Hope, hype and xenotransplantation

On January 7, 2022 David Bennett, a 57-year-old with terminal heart disease, made history as the first person to receive a genetically modified pig’s heart. He lived on for another two months, dying on March 8. The feat was hailed as a great achievement in the media. However, in The Hastings Center forum, bioethicist Franklin G. Miller expresses exasperation with the hype. He complains that not enough attention was paid to the ethical issues surrounding the xenotransplant.

As is typical of news stories concerning xenotransplantation, this article draws attention to the more than 100,000 Americans on the transplant waiting list, most of whom are seeking a new kidney. However, only 25,000 kidneys are transplanted in the United States each year. No effort is made to place this set of facts about organ donation and transplantation into a population health perspective. Of course, it is lamentable that approximately 6,200 Americans die each year while awaiting an organ transplant. But this represents only 0.2% of the approximately 3.2 million Americans who died in 2022.
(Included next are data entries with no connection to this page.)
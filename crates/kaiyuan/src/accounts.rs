use chrono::Utc;
use entity::account;
use kaiyuan_core::models::{AccountView, RemoteProfile};
use kaiyuan_core::validate::normalize_email;
use sea_orm::{
    ActiveModelTrait, ColumnTrait, DatabaseConnection, DbErr, EntityTrait, QueryFilter, Set,
    SqlErr,
};

pub fn is_unique_violation(err: &DbErr) -> bool {
    matches!(err.sql_err(), Some(SqlErr::UniqueConstraintViolation(_)))
}

/// Provider emails are optional; an empty one is stored as NULL so it does not
/// collide with other accounts lacking an email.
fn profile_email(profile: &RemoteProfile) -> Option<String> {
    let email = normalize_email(&profile.email);
    (!email.is_empty()).then_some(email)
}

/// Fresh account built from every provider-sourced field.
pub fn new_from_profile(profile: &RemoteProfile, now: i64) -> account::ActiveModel {
    account::ActiveModel {
        uid: Set(Some(profile.uid.clone())),
        username: Set(profile.username.clone()),
        email: Set(profile_email(profile)),
        avatar: Set(profile.avatar.clone()),
        github: Set(profile.github.clone()),
        password_hash: Set(None),
        created_at: Set(now),
        updated_at: Set(now),
        ..Default::default()
    }
}

/// Refresh an existing account on repeat OAuth login.
///
/// Only `email` and `github` follow the provider. `username` and `avatar` keep
/// whatever the account holds locally, and the password hash is never touched.
pub fn refresh_from_profile(
    existing: account::Model,
    profile: &RemoteProfile,
    now: i64,
) -> account::ActiveModel {
    let mut active: account::ActiveModel = existing.into();
    active.email = Set(profile_email(profile));
    active.github = Set(profile.github.clone());
    active.updated_at = Set(now);
    active
}

pub fn to_view(model: &account::Model) -> AccountView {
    AccountView {
        id: model.id,
        uid: model.uid.clone(),
        username: model.username.clone(),
        email: model.email.clone().unwrap_or_default(),
        avatar: model.avatar.clone(),
        github: model.github.clone(),
    }
}

pub async fn find_by_uid(
    db: &DatabaseConnection,
    uid: &str,
) -> Result<Option<account::Model>, DbErr> {
    account::Entity::find()
        .filter(account::Column::Uid.eq(uid))
        .one(db)
        .await
}

pub async fn find_by_email(
    db: &DatabaseConnection,
    email: &str,
) -> Result<Option<account::Model>, DbErr> {
    account::Entity::find()
        .filter(account::Column::Email.eq(normalize_email(email)))
        .one(db)
        .await
}

/// Insert a password-bearing account with no provider link.
pub async fn create_password_account(
    db: &DatabaseConnection,
    username: &str,
    email: &str,
    password_hash: String,
) -> Result<account::Model, DbErr> {
    let now = Utc::now().timestamp();
    account::ActiveModel {
        uid: Set(None),
        username: Set(username.trim().to_string()),
        email: Set(Some(normalize_email(email))),
        avatar: Set(String::new()),
        github: Set(String::new()),
        password_hash: Set(Some(password_hash)),
        created_at: Set(now),
        updated_at: Set(now),
        ..Default::default()
    }
    .insert(db)
    .await
}

/// Maps a provider profile onto the local account store (create-or-update).
pub struct AccountReconciler<'a> {
    db: &'a DatabaseConnection,
}

impl<'a> AccountReconciler<'a> {
    pub fn new(db: &'a DatabaseConnection) -> Self {
        Self { db }
    }

    pub async fn reconcile(&self, profile: &RemoteProfile) -> Result<account::Model, DbErr> {
        let now = Utc::now().timestamp();

        if let Some(existing) = find_by_uid(self.db, &profile.uid).await? {
            log::debug!("Refreshing account {} from provider uid {}", existing.id, profile.uid);
            return refresh_from_profile(existing, profile, now).update(self.db).await;
        }

        match new_from_profile(profile, now).insert(self.db).await {
            Ok(created) => {
                log::info!("Created account {} for provider uid {}", created.id, profile.uid);
                Ok(created)
            }
            // A concurrent login for the same uid won the insert: fall back to
            // the update branch once.
            Err(e) if is_unique_violation(&e) => match find_by_uid(self.db, &profile.uid).await? {
                Some(existing) => {
                    log::warn!("Account insert for uid {} raced; retrying as update", profile.uid);
                    refresh_from_profile(existing, profile, now).update(self.db).await
                }
                None => {
                    log::error!(
                        "Account insert for uid {} violated a unique key other than uid \
                         (email already held by another account): {e}",
                        profile.uid
                    );
                    Err(e)
                }
            },
            Err(e) => Err(e),
        }
    }
}

#[cfg(test)]
mod tests {
    use super::*;
    use crate::testing::memory_db;

    fn profile(uid: &str, username: &str, email: &str) -> RemoteProfile {
        RemoteProfile {
            uid: uid.to_string(),
            username: username.to_string(),
            avatar: format!("https://img/{username}.png"),
            email: email.to_string(),
            github: format!("{username}-gh"),
        }
    }

    fn stored(username: &str) -> account::Model {
        account::Model {
            id: 1,
            uid: Some("42".to_string()),
            username: username.to_string(),
            email: Some("old@x.com".to_string()),
            avatar: "https://img/custom.png".to_string(),
            github: "old-gh".to_string(),
            password_hash: Some("$argon2id$stub".to_string()),
            created_at: 100,
            updated_at: 100,
        }
    }

    #[test]
    fn test_refresh_keeps_username() {
        let active = refresh_from_profile(stored("local-name"), &profile("42", "ada", "a@x.com"), 200);
        assert!(!active.username.is_set());
        assert_eq!(active.username.as_ref(), "local-name");
    }

    #[test]
    fn test_refresh_keeps_avatar() {
        let active = refresh_from_profile(stored("local-name"), &profile("42", "ada", "a@x.com"), 200);
        assert!(!active.avatar.is_set());
        assert_eq!(active.avatar.as_ref(), "https://img/custom.png");
    }

    #[test]
    fn test_refresh_keeps_password_hash() {
        let active = refresh_from_profile(stored("local-name"), &profile("42", "ada", "a@x.com"), 200);
        assert!(!active.password_hash.is_set());
    }

    #[test]
    fn test_refresh_updates_email() {
        let active = refresh_from_profile(stored("local-name"), &profile("42", "ada", "New@X.com"), 200);
        assert!(active.email.is_set());
        assert_eq!(active.email.as_ref(), &Some("new@x.com".to_string()));
    }

    #[test]
    fn test_refresh_updates_github() {
        let active = refresh_from_profile(stored("local-name"), &profile("42", "ada", "a@x.com"), 200);
        assert!(active.github.is_set());
        assert_eq!(active.github.as_ref(), "ada-gh");
    }

    #[test]
    fn test_refresh_bumps_updated_at_only() {
        let active = refresh_from_profile(stored("local-name"), &profile("42", "ada", "a@x.com"), 200);
        assert_eq!(active.updated_at.as_ref(), &200);
        assert!(!active.created_at.is_set());
        assert!(!active.uid.is_set());
    }

    #[test]
    fn test_new_from_profile_takes_every_field() {
        let active = new_from_profile(&profile("42", "ada", "a@x.com"), 300);
        assert_eq!(active.uid.as_ref(), &Some("42".to_string()));
        assert_eq!(active.username.as_ref(), "ada");
        assert_eq!(active.avatar.as_ref(), "https://img/ada.png");
        assert_eq!(active.email.as_ref(), &Some("a@x.com".to_string()));
        assert_eq!(active.github.as_ref(), "ada-gh");
        assert_eq!(active.password_hash.as_ref(), &None);
        assert!(!active.id.is_set());
    }

    #[test]
    fn test_empty_provider_email_is_null() {
        let active = new_from_profile(&profile("42", "ada", "  "), 300);
        assert_eq!(active.email.as_ref(), &None);
    }

    #[tokio::test]
    async fn test_reconcile_creates_then_updates() {
        let db = memory_db().await;
        let reconciler = AccountReconciler::new(&db);

        let created = reconciler.reconcile(&profile("42", "ada", "a@x.com")).await.unwrap();
        assert_eq!(created.uid.as_deref(), Some("42"));
        assert_eq!(created.username, "ada");

        let mut changed = profile("42", "ada-renamed", "ada@new.com");
        changed.github = "ada-new-gh".to_string();
        changed.avatar = "https://img/other.png".to_string();
        let updated = reconciler.reconcile(&changed).await.unwrap();

        assert_eq!(updated.id, created.id);
        assert_eq!(updated.username, "ada");
        assert_eq!(updated.avatar, "https://img/ada.png");
        assert_eq!(updated.email.as_deref(), Some("ada@new.com"));
        assert_eq!(updated.github, "ada-new-gh");

        let count = account::Entity::find().all(&db).await.unwrap().len();
        assert_eq!(count, 1);
    }

    #[tokio::test]
    async fn test_reconcile_distinct_uids_create_distinct_accounts() {
        let db = memory_db().await;
        let reconciler = AccountReconciler::new(&db);

        let a = reconciler.reconcile(&profile("1", "ada", "")).await.unwrap();
        let b = reconciler.reconcile(&profile("2", "bob", "")).await.unwrap();
        assert_ne!(a.id, b.id);
        assert_eq!(a.email, None);
        assert_eq!(b.email, None);
    }

    #[tokio::test]
    async fn test_duplicate_uid_insert_is_unique_violation() {
        let db = memory_db().await;
        new_from_profile(&profile("42", "ada", "a@x.com"), 1)
            .insert(&db)
            .await
            .unwrap();

        let err = new_from_profile(&profile("42", "ada", "b@x.com"), 1)
            .insert(&db)
            .await
            .unwrap_err();
        assert!(is_unique_violation(&err));
    }

    #[tokio::test]
    async fn test_concurrent_first_logins_share_one_account() {
        let db = memory_db().await;
        let first = AccountReconciler::new(&db);
        let second = AccountReconciler::new(&db);
        let a = profile("42", "ada", "a@x.com");
        let b = profile("42", "ada", "b@x.com");

        let (x, y) = tokio::join!(first.reconcile(&a), second.reconcile(&b));
        let (x, y) = (x.unwrap(), y.unwrap());

        assert_eq!(x.id, y.id);
        assert_eq!(x.uid.as_deref(), Some("42"));
        assert_eq!(y.uid.as_deref(), Some("42"));

        let rows = account::Entity::find().all(&db).await.unwrap();
        assert_eq!(rows.len(), 1);
        assert_eq!(rows[0].username, "ada");
    }

    #[tokio::test]
    async fn test_provider_email_held_by_password_account_is_rejected() {
        let db = memory_db().await;
        let owner = create_password_account(&db, "owner", "a@x.com", "hash".to_string())
            .await
            .unwrap();

        let err = AccountReconciler::new(&db)
            .reconcile(&profile("42", "ada", "a@x.com"))
            .await
            .unwrap_err();
        assert!(is_unique_violation(&err));

        assert!(find_by_uid(&db, "42").await.unwrap().is_none());
        let kept = find_by_email(&db, "a@x.com").await.unwrap().unwrap();
        assert_eq!(kept.id, owner.id);
        assert_eq!(kept.username, "owner");
        assert_eq!(kept.password_hash.as_deref(), Some("hash"));
    }

    #[tokio::test]
    async fn test_find_by_email_is_case_insensitive() {
        let db = memory_db().await;
        create_password_account(&db, "ada", "Ada@X.com", "hash".to_string())
            .await
            .unwrap();

        let found = find_by_email(&db, " ADA@x.com ").await.unwrap().unwrap();
        assert_eq!(found.username, "ada");
        assert_eq!(found.uid, None);
    }
}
Moreover, no mention is made of the prospect of preventing end-stage chronic disease, which in the case of kidney disease gives rise to the need for expensive and burdensome dialysis and organ transplants. Preventive efforts include enhanced educational and policy interventions to promote healthy diets and lifestyles and greater uptake of drug treatments to control hypertension and diabetes. Although lacking in scientific prestige, the fascination with technological innovation, and the prospect of substantial profit, promoting prevention holds promise for reducing the incidence, or ameliorating the progression, of chronic diseases.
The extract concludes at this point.